##### LISTED RECORDS #####

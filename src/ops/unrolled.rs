use super::{Naive, VectorOps};
use crate::object::Element;

const LANES: usize = 4;

/// Four independent accumulators per loop
///
/// Breaks the dependency chain of the naive loops so the compiler can keep
/// several multiply-adds in flight and vectorize. Results match the naive
/// backend up to floating point reassociation.
#[derive(Debug, Clone, Copy, Default)]
pub struct Unrolled;

fn reduce<T: Element>(acc: [T; LANES]) -> T {
    (acc[0].add_wrapping(acc[1])).add_wrapping(acc[2].add_wrapping(acc[3]))
}

impl VectorOps for Unrolled {
    fn dot<T: Element>(&self, x: &[T], y: &[T]) -> T {
        let n = x.len().min(y.len());
        let (x, y) = (&x[..n], &y[..n]);

        let xs = x.chunks_exact(LANES);
        let ys = y.chunks_exact(LANES);
        let tail: T = Naive.dot(xs.remainder(), ys.remainder());

        let mut acc = [T::default(); LANES];
        for (a, b) in xs.zip(ys) {
            acc[0] = acc[0].add_wrapping(a[0].mul_wrapping(b[0]));
            acc[1] = acc[1].add_wrapping(a[1].mul_wrapping(b[1]));
            acc[2] = acc[2].add_wrapping(a[2].mul_wrapping(b[2]));
            acc[3] = acc[3].add_wrapping(a[3].mul_wrapping(b[3]));
        }

        reduce(acc).add_wrapping(tail)
    }

    fn sum<T: Element>(&self, x: &[T]) -> T::Promoted {
        let xs = x.chunks_exact(LANES);
        let tail = Naive.sum(xs.remainder());

        let mut acc = [T::Promoted::default(); LANES];
        for a in xs {
            acc[0] = acc[0].add_wrapping(a[0].promote());
            acc[1] = acc[1].add_wrapping(a[1].promote());
            acc[2] = acc[2].add_wrapping(a[2].promote());
            acc[3] = acc[3].add_wrapping(a[3].promote());
        }

        reduce(acc).add_wrapping(tail)
    }

    fn abs_sum<T: Element>(&self, x: &[T]) -> T::Promoted {
        let xs = x.chunks_exact(LANES);
        let tail = Naive.abs_sum(xs.remainder());

        let mut acc = [T::Promoted::default(); LANES];
        for a in xs {
            acc[0] = acc[0].add_wrapping(a[0].abs().promote());
            acc[1] = acc[1].add_wrapping(a[1].abs().promote());
            acc[2] = acc[2].add_wrapping(a[2].abs().promote());
            acc[3] = acc[3].add_wrapping(a[3].abs().promote());
        }

        reduce(acc).add_wrapping(tail)
    }

    fn scale<T: Element>(&self, alpha: T, x: &mut [T]) {
        let mut xs = x.chunks_exact_mut(LANES);
        for a in xs.by_ref() {
            a[0] = a[0].mul_wrapping(alpha);
            a[1] = a[1].mul_wrapping(alpha);
            a[2] = a[2].mul_wrapping(alpha);
            a[3] = a[3].mul_wrapping(alpha);
        }
        Naive.scale(alpha, xs.into_remainder());
    }

    fn fill<T: Element>(&self, alpha: T, x: &mut [T]) {
        x.fill(alpha);
    }

    fn axpy<T: Element>(&self, alpha: T, x: &[T], y: &mut [T]) {
        let n = x.len().min(y.len());
        let (x, y) = (&x[..n], &mut y[..n]);

        let xs = x.chunks_exact(LANES);
        let x_tail = xs.remainder();
        let mut ys = y.chunks_exact_mut(LANES);
        for (b, a) in ys.by_ref().zip(xs) {
            b[0] = b[0].add_wrapping(alpha.mul_wrapping(a[0]));
            b[1] = b[1].add_wrapping(alpha.mul_wrapping(a[1]));
            b[2] = b[2].add_wrapping(alpha.mul_wrapping(a[2]));
            b[3] = b[3].add_wrapping(alpha.mul_wrapping(a[3]));
        }
        Naive.axpy(alpha, x_tail, ys.into_remainder());
    }
}
//! Subcommands of the `tick-array` binary
//!
//! Each command returns its report as a string for the caller to print.

use std::path::Path;

use rand::rngs::StdRng;
use rand::{Rng, SeedableRng};
use rand_distr::StandardNormal;

use crate::cli::{Command, Distribution, GenArgs};
use crate::lang::ArrayResult;
use crate::object::{
    Array, Array2d, DType, Dense, Element, SharedArray, SharedArray2d, SharedSparseArray,
    SharedSparseArray2d, SparseArray, SparseArray2d, checked_len, to_index,
};
use crate::parallel::Pool;
use crate::serialize::{self, Kind, RecordInfo};
use crate::session::Session;

/// Number of per-row values printed before eliding the rest
const MAX_ROWS_SHOWN: usize = 8;

/// Call a function generic over the element type with the type `$dtype`
/// names
macro_rules! with_dtype {
    ( $dtype:expr, $f:ident ( $( $arg:expr ),* ) ) => {
        match $dtype {
            DType::F64 => $f::<f64>( $( $arg ),* ),
            DType::F32 => $f::<f32>( $( $arg ),* ),
            DType::I64 => $f::<i64>( $( $arg ),* ),
            DType::U64 => $f::<u64>( $( $arg ),* ),
            DType::I32 => $f::<i32>( $( $arg ),* ),
            DType::U32 => $f::<u32>( $( $arg ),* ),
            DType::I16 => $f::<i16>( $( $arg ),* ),
            DType::U16 => $f::<u16>( $( $arg ),* ),
        }
    };
}

pub fn run(session: &Session, command: &Command) -> ArrayResult<String> {
    match command {
        Command::Inspect { file } => inspect(file),
        Command::Gen(args) => generate(args),
        Command::Stats { file } => stats(session, file),
    }
}

pub fn inspect(path: &Path) -> ArrayResult<String> {
    let bytes = std::fs::read(path)?;
    Ok(serialize::inspect(&bytes)?.to_string())
}

pub fn generate(args: &GenArgs) -> ArrayResult<String> {
    if !(0.0..=1.0).contains(&args.density) {
        return err!(format!("density must be within [0, 1], got {}", args.density));
    }

    let mut rng = match args.seed {
        Some(seed) => StdRng::seed_from_u64(seed),
        None => StdRng::from_entropy(),
    };

    let bytes = with_dtype!(args.dtype, generate_record(args, &mut rng))?;
    std::fs::write(&args.output, &bytes)?;

    let info = serialize::inspect(&bytes)?;
    log::info!("generated {info}");
    Ok(format!("wrote {info} to {}", args.output.display()))
}

fn sample<T: Element>(dist: Distribution, rng: &mut StdRng) -> T {
    let x: f64 = match dist {
        Distribution::Uniform => rng.gen(),
        Distribution::Normal => rng.sample(StandardNormal),
    };
    if T::DTYPE.is_float() {
        T::from_f64(x)
    } else {
        T::from_f64(x * 100.0)
    }
}

fn generate_record<T: Element>(args: &GenArgs, rng: &mut StdRng) -> ArrayResult<Vec<u8>> {
    let bytes = match args.kind {
        Kind::Dense1d => {
            let x: Array<T> = (0..args.rows).map(|_| sample(args.dist, rng)).collect();
            serialize::serialize(&x)
        }
        Kind::Dense2d => {
            let data = (0..checked_len(args.rows, args.cols)?)
                .map(|_| sample(args.dist, rng))
                .collect();
            serialize::serialize(&Array2d::<T>::from_vec(args.rows, args.cols, data)?)
        }
        Kind::Sparse1d => {
            let mut indices = vec![];
            let mut values = vec![];
            for j in 0..args.rows {
                if rng.gen_bool(args.density) {
                    indices.push(to_index(j)?);
                    values.push(sample::<T>(args.dist, rng));
                }
            }
            serialize::serialize(&SparseArray::new(args.rows, indices, values)?)
        }
        Kind::Sparse2d => {
            let mut triplets = vec![];
            for i in 0..args.rows {
                for j in 0..args.cols {
                    if rng.gen_bool(args.density) {
                        triplets.push((i, j, sample(args.dist, rng)));
                    }
                }
            }
            serialize::serialize(&SparseArray2d::<T>::from_triplets(
                args.rows, args.cols, &triplets,
            )?)
        }
    };
    Ok(bytes)
}

pub fn stats(session: &Session, path: &Path) -> ArrayResult<String> {
    let bytes = std::fs::read(path)?;
    let info = serialize::inspect(&bytes)?;
    let pool = session.pool();

    let stats = match info.kind {
        Kind::Dense1d => with_dtype!(info.dtype, dense1d_stats(&bytes)),
        Kind::Dense2d => with_dtype!(info.dtype, dense2d_stats(&bytes, &pool)),
        Kind::Sparse1d => with_dtype!(info.dtype, sparse1d_stats(&bytes)),
        Kind::Sparse2d => with_dtype!(info.dtype, sparse2d_stats(&bytes, &pool)),
    }?;

    Ok(report(&info, &stats))
}

/// Named values printed after the record description
type Stats = Vec<(&'static str, String)>;

fn summary<T: Element, D: Dense<T>>(x: &D) -> Stats {
    vec![
        ("sum", x.sum().to_string()),
        ("abs_sum", x.abs_sum().to_string()),
        ("norm_sq", x.norm_sq().to_string()),
    ]
}

fn dense1d_stats<T: Element>(bytes: &[u8]) -> ArrayResult<Stats> {
    let x: SharedArray<T> = serialize::deserialize(bytes)?;
    Ok(summary(&x))
}

fn dense2d_stats<T: Element>(bytes: &[u8], pool: &Pool) -> ArrayResult<Stats> {
    let x: SharedArray2d<T> = serialize::deserialize(bytes)?;
    let row_sums = pool.map_array(x.n_rows(), |i| Ok(x.view_row(i)?.sum()))?;

    let mut stats = summary(&x);
    stats.push(("row_sums", preview(&row_sums)));
    Ok(stats)
}

fn sparse1d_stats<T: Element>(bytes: &[u8]) -> ArrayResult<Stats> {
    let x: SharedSparseArray<T> = serialize::deserialize(bytes)?;
    Ok(summary(x.values()))
}

fn sparse2d_stats<T: Element>(bytes: &[u8], pool: &Pool) -> ArrayResult<Stats> {
    let x: SharedSparseArray2d<T> = serialize::deserialize(bytes)?;
    let row_sums = pool.map_array(x.n_rows(), |i| Ok(x.view_row(i)?.values().sum()))?;

    let mut stats = summary(x.values());
    stats.push(("row_sums", preview(&row_sums)));
    Ok(stats)
}

fn preview<T: Element>(x: &SharedArray<T>) -> String {
    x.with_slice(|x| {
        let mut shown: Vec<String> = x.iter().take(MAX_ROWS_SHOWN).map(|v| v.to_string()).collect();
        if x.len() > MAX_ROWS_SHOWN {
            shown.push(format!("... {} more", x.len() - MAX_ROWS_SHOWN));
        }
        format!("[{}]", shown.join(", "))
    })
}

fn report(info: &RecordInfo, stats: &Stats) -> String {
    std::iter::once(info.to_string())
        .chain(stats.iter().map(|(name, value)| format!("{name:<9}{value}")))
        .collect::<Vec<_>>()
        .join("\n")
}
use std::sync::Arc;

use super::{Array, Element, Role, SparseArray, Storage};
use crate::error::Error;
use crate::lang::ArrayResult;
use crate::ops::{vector_backend, VectorOps};

/// Dense, contiguous numeric data
///
/// Implemented by every handle onto a dense buffer (owning arrays, views,
/// shared and resizable arrays, and their 2D counterparts). A handle only
/// describes *where* its elements live: the `[offset, offset + len)` range of
/// a [`Storage`]. Everything else, from element access to the vector kernels,
/// is provided on top of that.
///
/// Mutation goes through `&self`: handles alias, and writing through any of
/// them is observed by all the others.
pub trait Dense<T: Element> {
    fn storage(&self) -> &Arc<Storage<T>>;
    fn offset(&self) -> usize;
    fn len(&self) -> usize;

    /// Epoch observed when this handle started aliasing someone else's
    /// storage, `None` for handles that own (or co-own) it
    fn view_epoch(&self) -> Option<u64>;

    fn is_empty(&self) -> bool {
        self.len() == 0
    }

    fn is_view(&self) -> bool {
        self.view_epoch().is_some()
    }

    /// Check that a view still refers to live storage
    ///
    /// A view is invalidated when its owner frees or reallocates the
    /// underlying buffer.
    fn validate(&self) -> ArrayResult<()> {
        match self.view_epoch() {
            Some(epoch) if epoch != self.storage().epoch() => Error::StaleView.into(),
            _ => Ok(()),
        }
    }

    /// Borrow the elements immutably for the duration of `f`
    ///
    /// # Panics
    ///
    /// With `costly-checks` enabled, panics when called on a stale view.
    fn with_slice<F, R>(&self, f: F) -> R
    where
        F: FnOnce(&[T]) -> R,
    {
        check_live::<T, Self>(self);
        let start = self.offset();
        self.storage().with_range(start..start + self.len(), f)
    }

    /// Borrow the elements mutably for the duration of `f`
    ///
    /// Only waits on borrows of overlapping elements: handles onto disjoint
    /// parts of one buffer write concurrently.
    ///
    /// # Panics
    ///
    /// With `costly-checks` enabled, panics when called on a stale view.
    fn with_slice_mut<F, R>(&self, f: F) -> R
    where
        F: FnOnce(&mut [T]) -> R,
    {
        check_live::<T, Self>(self);
        let start = self.offset();
        self.storage().with_range_mut(start..start + self.len(), f)
    }

    /// Get a single element
    ///
    /// # Panics
    ///
    /// Panics if `index` is out of range, like slice indexing.
    fn get(&self, index: usize) -> T {
        self.with_slice(|x| x[index])
    }

    /// Get a single element, reporting out-of-range indices as an error
    fn checked_get(&self, index: usize) -> ArrayResult<T> {
        self.validate()?;
        self.with_slice(|x| x.get(index).copied()).ok_or_else(|| {
            Error::IndexOutOfRange {
                index,
                len: self.len(),
            }
            .into()
        })
    }

    /// Set a single element
    ///
    /// # Panics
    ///
    /// Panics if `index` is out of range, like slice indexing.
    fn set(&self, index: usize, value: T) {
        self.with_slice_mut(|x| x[index] = value)
    }

    fn to_vec(&self) -> Vec<T> {
        self.with_slice(|x| x.to_vec())
    }

    /// Whether both handles alias the same storage
    fn shares_storage_with<D: Dense<T> + ?Sized>(&self, other: &D) -> bool {
        Arc::ptr_eq(self.storage(), other.storage())
    }

    fn fill(&self, value: T) {
        self.with_slice_mut(|x| vector_backend(None).fill(value, x))
    }

    fn init_to_zero(&self) {
        self.fill(T::default())
    }

    /// Multiply every element by `alpha`
    fn scale(&self, alpha: T) {
        self.with_slice_mut(|x| vector_backend(None).scale(alpha, x))
    }

    fn sum(&self) -> T::Promoted {
        self.with_slice(|x| vector_backend(None).sum(x))
    }

    /// Sum of absolute values
    fn abs_sum(&self) -> T::Promoted {
        self.with_slice(|x| vector_backend(None).abs_sum(x))
    }

    /// Squared euclidean norm
    fn norm_sq(&self) -> T {
        self.with_slice(|x| vector_backend(None).dot(x, x))
    }

    fn dot<D: Dense<T> + ?Sized>(&self, other: &D) -> ArrayResult<T> {
        check_same_len(self.len(), other.len())?;
        Ok(self.with_slice(|x| other.with_slice(|y| vector_backend(None).dot(x, y))))
    }

    /// Dot product against a sparse array
    ///
    /// Runs in the number of non-zeros of `other`, independent of
    /// `self.len()`. Sparse indices outside `[0, self.len())` are a range
    /// error.
    fn dot_sparse(&self, other: &SparseArray<T>) -> ArrayResult<T> {
        other.dot_dense(self)
    }

    /// `self += alpha * x`
    fn mult_incr<D: Dense<T> + ?Sized>(&self, x: &D, alpha: T) -> ArrayResult<()> {
        check_same_len(self.len(), x.len())?;

        // both sides would claim the same elements
        if self.shares_storage_with(x) {
            let x = x.to_vec();
            self.with_slice_mut(|y| vector_backend(None).axpy(alpha, &x, y));
        } else {
            x.with_slice(|x| self.with_slice_mut(|y| vector_backend(None).axpy(alpha, x, y)));
        }
        Ok(())
    }

    /// Overwrite all elements with those of `other`
    fn copy_from<D: Dense<T> + ?Sized>(&self, other: &D) -> ArrayResult<()> {
        check_same_len(self.len(), other.len())?;
        if self.shares_storage_with(other) {
            let x = other.to_vec();
            self.with_slice_mut(|y| y.copy_from_slice(&x));
        } else {
            other.with_slice(|x| self.with_slice_mut(|y| y.copy_from_slice(x)));
        }
        Ok(())
    }

    /// A view onto all elements
    ///
    /// Never copies: writing through the view is observed through `self`.
    fn view(&self) -> Array<T> {
        Array::from_parts(
            Arc::clone(self.storage()),
            self.offset(),
            self.len(),
            Role::View {
                epoch: self.storage().epoch(),
            },
        )
    }

    /// A view onto elements `[start, end)`
    ///
    /// With `costly-checks` enabled, `start > end` or `end > len()` is a
    /// range error. Without, the range is taken as given and a bad range
    /// surfaces as a panic on first access.
    fn view_range(&self, start: usize, end: usize) -> ArrayResult<Array<T>> {
        check_range(start, end, self.len())?;
        Ok(Array::from_parts(
            Arc::clone(self.storage()),
            self.offset() + start,
            end.saturating_sub(start),
            Role::View {
                epoch: self.storage().epoch(),
            },
        ))
    }
}

fn check_same_len(expected: usize, found: usize) -> ArrayResult<()> {
    if expected != found {
        return Error::ShapeMismatch { expected, found }.into();
    }
    Ok(())
}

#[cfg(feature = "costly-checks")]
pub(crate) fn check_range(start: usize, end: usize, len: usize) -> ArrayResult<()> {
    if start > end || end > len {
        return Error::RangeOutOfBounds { start, end, len }.into();
    }
    Ok(())
}

#[cfg(not(feature = "costly-checks"))]
pub(crate) fn check_range(_start: usize, _end: usize, _len: usize) -> ArrayResult<()> {
    Ok(())
}

#[cfg(feature = "costly-checks")]
fn check_live<T: Element, D: Dense<T> + ?Sized>(array: &D) {
    if let Err(e) = array.validate() {
        panic!("{e}")
    }
}

#[cfg(not(feature = "costly-checks"))]
fn check_live<T: Element, D: Dense<T> + ?Sized>(_array: &D) {}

#####

- _WHAT NEEDS TO BE DONE_
Among the entries, how many lines include the string "deserialize"? Please reply with only the number.

- _OUTPUT FOR THIS EXERCISE_
4